酒匂や矢矧にしても、そんな能代を助けて寮内の空気が緩みきる事をなんとか押さえ込んできた。
特に矢矧の記憶の中で、収拾に梃子摺った軽巡寮で起きたワースト3と言えば、川内対阿武隈。神通対阿武隈。大井対阿武隈である。
川内と阿武隈の長年の宿縁に終止符を打たんとした玉子焼き対決では、謎の大淀型三番艦瑞淀という艦娘の登場によって有耶無耶になったり、神通と阿武隈の提督護衛権をかけたクギ打ち対決では、謎の夕張型二番艦瑞張が蕎麦をすすりながら二人の釘を全部倒して有耶無耶になったり、大井対阿武隈では、寝ている提督を膝枕したあと安心しきった提督の寝顔を見て何やら感極まって布団に忍び込まんとする大井を阿武隈が阻止している間に、謎の天龍型三番艦瑞龍と謎の祥鳳型三番艦阿賀鳳が入ってきて二人の脳天を叩いて執務室から放り出し、夜の遅くに提督の眠りを妨げるとは何事か、と静かに説教して終わった。

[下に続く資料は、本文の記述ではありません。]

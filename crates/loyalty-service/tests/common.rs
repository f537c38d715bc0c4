//! Common test utilities for loyalty service integration tests.

#![allow(dead_code)] // Some utilities are used by different test files

use std::sync::Arc;
use std::time::Duration;

use axum::http::header::{AUTHORIZATION, COOKIE, SET_COOKIE};
use axum::http::{HeaderName, HeaderValue};
use axum::Router;
use axum_test::TestServer;
use rust_decimal::Decimal;
use serde_json::json;

use loyalty_accrual::AccrualClient;
use loyalty_core::{OrderStatus, UserId};
use loyalty_service::{create_router, AppState, Reconciler, ReconcilerConfig, ServiceConfig};
use loyalty_store::{MemoryStore, Store};

/// A registered user and the credentials to act as them.
pub struct TestUser {
    /// The user's ID.
    pub user_id: UserId,
    /// `Authorization: Bearer ...` value.
    pub bearer: HeaderValue,
    /// `Cookie: session_token=...` value.
    pub cookie: HeaderValue,
}

impl TestUser {
    /// Header pair authenticating through the bearer token.
    pub fn auth(&self) -> (HeaderName, HeaderValue) {
        (AUTHORIZATION, self.bearer.clone())
    }

    /// Header pair authenticating through the session cookie.
    pub fn cookie_auth(&self) -> (HeaderName, HeaderValue) {
        (COOKIE, self.cookie.clone())
    }
}

/// Test harness containing everything needed for integration tests.
pub struct TestHarness {
    /// The test server for making HTTP requests.
    pub server: TestServer,
    /// The store behind the server.
    pub store: Arc<MemoryStore>,
}

impl TestHarness {
    /// Create a new test harness with an empty in-memory store.
    pub fn new() -> Self {
        let store = Arc::new(MemoryStore::new());

        let config = ServiceConfig {
            listen_addr: "127.0.0.1:0".into(),
            auth_secret: "test-secret".into(),
            ..ServiceConfig::default()
        };

        let state = AppState::new(store.clone(), config);
        let router: Router = create_router(state);

        let server = TestServer::new(router).expect("Failed to create test server");

        Self { server, store }
    }

    /// Register `login` and return its session credentials.
    pub async fn register(&self, login: &str) -> TestUser {
        let response = self
            .server
            .post("/api/user/register")
            .json(&json!({ "login": login, "password": "correct horse" }))
            .await;
        response.assert_status_ok();

        let body: serde_json::Value = response.json();
        let user_id = body["user_id"]
            .as_str()
            .expect("user_id in body")
            .parse()
            .expect("valid user id");

        let bearer = response
            .headers()
            .get(AUTHORIZATION)
            .expect("authorization header")
            .clone();

        let set_cookie = response
            .headers()
            .get(SET_COOKIE)
            .expect("set-cookie header")
            .to_str()
            .expect("ascii cookie")
            .to_string();
        let pair = set_cookie.split(';').next().expect("cookie pair");
        let cookie = HeaderValue::from_str(pair).expect("valid cookie header");

        TestUser {
            user_id,
            bearer,
            cookie,
        }
    }

    /// Submit an order for `user` and return the status code.
    pub async fn submit_order(&self, user: &TestUser, number: &str) -> axum::http::StatusCode {
        let (name, value) = user.auth();
        self.server
            .post("/api/user/orders")
            .add_header(name, value)
            .text(number)
            .await
            .status_code()
    }

    /// Settle `number` as `PROCESSED` with `points`, bypassing the reconciler.
    pub async fn settle(&self, number: &str, points: Decimal) {
        self.store
            .apply_accrual(number, OrderStatus::Processed, points)
            .await
            .expect("apply accrual");
    }

    /// A reconciler over this harness's store, pointed at `accrual_url`.
    pub fn reconciler(&self, accrual_url: &str) -> Reconciler {
        let client =
            AccrualClient::new(accrual_url, Duration::from_secs(5)).expect("accrual client");
        Reconciler::new(
            self.store.clone(),
            client,
            ReconcilerConfig {
                default_interval: Duration::from_millis(50),
            },
        )
    }
}

impl Default for TestHarness {
    fn default() -> Self {
        Self::new()
    }
}
//! Error types for loyalty storage.

use rust_decimal::Decimal;

/// Result type for storage operations.
pub type Result<T> = std::result::Result<T, StoreError>;

/// Errors that can occur in storage operations.
#[derive(Debug, thiserror::Error)]
pub enum StoreError {
    /// Database operation failed.
    #[error("database error: {0}")]
    Database(String),

    /// A stored row could not be mapped onto a domain type.
    #[error("serialization error: {0}")]
    Serialization(String),

    /// Record not found.
    #[error("{entity} not found: {id}")]
    NotFound {
        /// Entity type.
        entity: &'static str,
        /// Lookup key.
        id: String,
    },

    /// Login already registered.
    #[error("login already taken: {login}")]
    DuplicateLogin {
        /// The login that collided.
        login: String,
    },

    /// Order number already claimed.
    #[error("order number already taken: {number}")]
    OrderConflict {
        /// The order number that collided.
        number: String,
    },

    /// Balance does not cover a withdrawal.
    #[error("insufficient funds: balance={balance}, requested={requested}")]
    InsufficientFunds {
        /// Balance read inside the withdrawal transaction.
        balance: Decimal,
        /// Requested debit.
        requested: Decimal,
    },
}

impl From<sqlx::Error> for StoreError {
    fn from(err: sqlx::Error) -> Self {
        match err {
            sqlx::Error::ColumnDecode { .. } | sqlx::Error::Decode(_) => {
                Self::Serialization(err.to_string())
            }
            _ => Self::Database(err.to_string()),
        }
    }
}

impl From<sqlx::migrate::MigrateError> for StoreError {
    fn from(err: sqlx::migrate::MigrateError) -> Self {
        Self::Database(err.to_string())
    }
}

最後のそれは軽巡寮の事ではないが、軽巡寮に住まう艦娘の起こした事であるから、矢矧の中ではこの寮での一つの事件として記憶されている。
そしてこれは、全て阿賀野に関係ない事である。
あるのだが、どこの誰かはしらない謎の瑞なんとかはともかく、面影がそっくりな瑞鳳という軽空母は阿賀野と懇意にしている艦娘である。
そう、阿賀野なのだ。
長良に後任を任されたのは、能代ではなく矢矧でもない。
イマイチ良く分からない、現在矢矧の前で自筆の提督日誌なる物の総集編を編纂している阿賀野姉妹の長女、阿賀野である。
能代には世話されっ放し、矢矧には小言言われっ放し、酒匂とはぴゃー言いっ放しというちょっとだらしないお姉さんであるのだが、何故か大淀や初霜、長門とさらには提督にまで信頼された摩訶不思議な艦娘である。
能代は飽く迄補佐だ。
長門、初霜の決定で、後に提督もこれに賛成し否とはしなかった。
しかも阿賀野着任から約半年後、艤装を手に入れて軽巡寮に入ってきた大淀も、阿賀野が寮監である事にまったく異を唱えなかったのだ。

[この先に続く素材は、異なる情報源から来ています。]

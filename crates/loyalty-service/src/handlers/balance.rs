//! Balance, withdrawal and withdrawal history handlers.

use std::sync::Arc;

use axum::extract::rejection::JsonRejection;
use axum::extract::State;
use axum::http::StatusCode;
use axum::response::{IntoResponse, Response};
use axum::Json;
use rust_decimal::Decimal;
use serde::{Deserialize, Serialize};

use loyalty_core::{Balance, Withdrawal};

use crate::auth::AuthUser;
use crate::error::ApiError;
use crate::state::AppState;

/// Withdrawal request.
#[derive(Debug, Deserialize)]
pub struct WithdrawRequest {
    /// Reference the withdrawal is made against.
    pub order: String,
    /// Points to withdraw.
    #[serde(with = "rust_decimal::serde::float")]
    pub sum: Decimal,
}

/// Withdrawal response.
#[derive(Debug, Serialize)]
pub struct WithdrawalResponse {
    /// Reference the withdrawal was made against.
    pub order: String,
    /// Points withdrawn.
    #[serde(with = "rust_decimal::serde::float")]
    pub sum: Decimal,
    /// When it was processed (RFC 3339).
    pub processed_at: String,
}

impl From<&Withdrawal> for WithdrawalResponse {
    fn from(withdrawal: &Withdrawal) -> Self {
        Self {
            order: withdrawal.order.clone(),
            sum: withdrawal.sum,
            processed_at: withdrawal.processed_at.to_rfc3339(),
        }
    }
}

/// Current balance and lifetime withdrawn points.
pub async fn get_balance(
    State(state): State<Arc<AppState>>,
    auth: AuthUser,
) -> Result<Json<Balance>, ApiError> {
    let balance = state.store.balance(&auth.user_id).await?;
    Ok(Json(balance))
}

/// Withdraw points.
///
/// `402` when the balance does not cover the sum, `409` when the reference
/// is already an order number, `422` for an unusable request.
pub async fn withdraw(
    State(state): State<Arc<AppState>>,
    auth: AuthUser,
    payload: Result<Json<WithdrawRequest>, JsonRejection>,
) -> Result<Json<WithdrawalResponse>, ApiError> {
    let Json(body) = payload.map_err(|e| ApiError::Unprocessable(e.body_text()))?;

    let (withdrawal, _) = state
        .withdrawals
        .withdraw(auth.user_id, &body.order, body.sum)
        .await?;

    Ok(Json(WithdrawalResponse::from(&withdrawal)))
}

/// List the caller's withdrawals, oldest first. `204` when there are none.
pub async fn list_withdrawals(
    State(state): State<Arc<AppState>>,
    auth: AuthUser,
) -> Result<Response, ApiError> {
    let withdrawals = state.store.list_withdrawals_by_user(&auth.user_id).await?;

    if withdrawals.is_empty() {
        return Ok(StatusCode::NO_CONTENT.into_response());
    }

    let body: Vec<WithdrawalResponse> = withdrawals.iter().map(WithdrawalResponse::from).collect();
    Ok(Json(body).into_response())
}
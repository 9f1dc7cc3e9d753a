//! Scoped service locator.
//!
//! Toolkits resolve services (themes, clipboards, platform shims) through a
//! locator. Each test runs inside a fresh scope so registrations made by one
//! test do not leak into the next; lookups fall through to outer scopes.

use std::any::{Any, TypeId};
use std::collections::HashMap;

type Scope = HashMap<TypeId, Box<dyn Any + Send>>;

/// Stack of type-keyed service scopes.
pub struct Locator {
    scopes: Vec<Scope>,
}

impl Default for Locator {
    fn default() -> Self {
        Self {
            scopes: vec![Scope::new()],
        }
    }
}

impl std::fmt::Debug for Locator {
    fn fmt(&self, f: &mut std::fmt::Formatter<'_>) -> std::fmt::Result {
        f.debug_struct("Locator")
            .field("depth", &self.depth())
            .field("services", &self.count())
            .finish()
    }
}

impl Locator {
    /// Create a locator holding only the root scope
    #[must_use]
    pub fn new() -> Self {
        Self::default()
    }

    /// Push a fresh scope.
    pub fn enter_scope(&mut self) {
        self.scopes.push(Scope::new());
    }

    /// Pop the innermost scope. The root scope is never popped.
    ///
    /// Returns `false` when only the root scope remained.
    pub fn exit_scope(&mut self) -> bool {
        if self.scopes.len() > 1 {
            self.scopes.pop();
            true
        } else {
            false
        }
    }

    /// Number of scopes including the root
    #[must_use]
    pub fn depth(&self) -> usize {
        self.scopes.len()
    }

    /// Register a service in the innermost scope, replacing one of the
    /// same type in that scope.
    pub fn register<T: Any + Send>(&mut self, service: T) {
        if let Some(scope) = self.scopes.last_mut() {
            let _ = scope.insert(TypeId::of::<T>(), Box::new(service));
        }
    }

    /// Look a service up, innermost scope first.
    #[must_use]
    pub fn get<T: Any + Send>(&self) -> Option<&T> {
        let type_id = TypeId::of::<T>();
        self.scopes
            .iter()
            .rev()
            .find_map(|scope| scope.get(&type_id))
            .and_then(|service| service.downcast_ref::<T>())
    }

    /// Mutable lookup, innermost scope first.
    #[must_use]
    pub fn get_mut<T: Any + Send>(&mut self) -> Option<&mut T> {
        let type_id = TypeId::of::<T>();
        self.scopes
            .iter_mut()
            .rev()
            .find_map(|scope| scope.get_mut(&type_id))
            .and_then(|service| service.downcast_mut::<T>())
    }

    /// Whether a service of type `T` is visible
    #[must_use]
    pub fn contains<T: Any + Send>(&self) -> bool {
        self.get::<T>().is_some()
    }

    /// Total registrations across all scopes
    #[must_use]
    pub fn count(&self) -> usize {
        self.scopes.iter().map(HashMap::len).sum()
    }
}
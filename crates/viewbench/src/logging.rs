//! Tracing setup for test binaries.

use std::sync::Once;
use tracing_subscriber::{fmt, EnvFilter};

/// Filter used when `RUST_LOG` is unset
pub const DEFAULT_FILTER: &str = "viewbench=info";

/// Environment variable selecting the output format (`json` or `text`)
pub const ENV_LOG_FORMAT: &str = "VIEWBENCH_LOG_FORMAT";

static INIT: Once = Once::new();

/// Build the filter from `RUST_LOG`, falling back to [`DEFAULT_FILTER`].
#[must_use]
pub fn env_filter() -> EnvFilter {
    EnvFilter::try_from_default_env().unwrap_or_else(|_| EnvFilter::new(DEFAULT_FILTER))
}

fn wants_json(format: Option<&str>) -> bool {
    format.is_some_and(|f| f.trim().eq_ignore_ascii_case("json"))
}

/// Install a fmt subscriber writing through the test writer.
///
/// Emits one JSON object per event when `VIEWBENCH_LOG_FORMAT=json`.
/// Safe to call from every test; only the first call in a process does
/// anything, and a subscriber installed by someone else is left alone.
pub fn init_test_logging() {
    INIT.call_once(|| {
        let json = wants_json(std::env::var(ENV_LOG_FORMAT).ok().as_deref());
        let installed = if json {
            fmt()
                .json()
                .with_env_filter(env_filter())
                .with_test_writer()
                .try_init()
                .is_ok()
        } else {
            fmt()
                .with_env_filter(env_filter())
                .with_test_writer()
                .with_target(true)
                .try_init()
                .is_ok()
        };
        if installed {
            tracing::debug!(json, "test logging initialized");
        }
    });
}
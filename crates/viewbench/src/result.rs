//! Result and error types for Viewbench.

use std::fmt::Display;
use thiserror::Error;

/// Result type for Viewbench operations
pub type ViewbenchResult<T> = Result<T, ViewbenchError>;

/// Errors that can occur in Viewbench
#[derive(Debug, Error)]
pub enum ViewbenchError {
    /// A wait gave up before its predicate became true
    #[error("Timed out waiting for {purpose}")]
    Timeout {
        /// Purpose label of the wait
        purpose: String,
        /// Time spent waiting in milliseconds
        elapsed_ms: u64,
        /// The application context went away mid-wait
        abandoned: bool,
    },

    /// Subject, host or hook failure raised during per-test setup
    #[error("Setup failed: {message}")]
    Setup {
        /// Error message
        message: String,
    },

    /// Failure captured on a background thread and reported on the UI thread
    #[error("An async exception occurred: {details}")]
    AsyncFailure {
        /// Description of the captured failure
        details: String,
    },

    /// Lifecycle operation called in the wrong state
    #[error("Invalid state: {message}")]
    InvalidState {
        /// Error message
        message: String,
    },

    /// Configuration could not be read or parsed
    #[error("Configuration error: {message}")]
    Config {
        /// Error message
        message: String,
    },

    /// I/O error
    #[error("I/O error: {0}")]
    Io(#[from] std::io::Error),
}

impl ViewbenchError {
    /// Wrap any displayable failure as a setup error.
    pub fn setup(err: impl Display) -> Self {
        Self::Setup {
            message: err.to_string(),
        }
    }

    /// Whether this is a wait timeout (including abandoned waits).
    #[must_use]
    pub const fn is_timeout(&self) -> bool {
        matches!(self, Self::Timeout { .. })
    }

    /// Purpose label carried by a timeout, if any.
    #[must_use]
    pub fn timeout_purpose(&self) -> Option<&str> {
        match self {
            Self::Timeout { purpose, .. } => Some(purpose),
            _ => None,
        }
    }
}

この個性派揃いの軽巡達の日常におけるまとめ役など、大任である。
矢矧からすれば姉であるのだから高い評価は嬉しくも思うが、自身には姉の何かが見えていないのかもしれないと不安にもなるのだ。
群盲象を評す、というが、自身もまた姉のお腹だけを触って、そのちょっとぷにっとしたところだけで姉を見てはいないか、と矢矧は思うのである。まして矢矧は群ではなく個だ。
象牙を触って、象とは硬く冷たい物ですね、と言っているだけで意見の交換ができていない。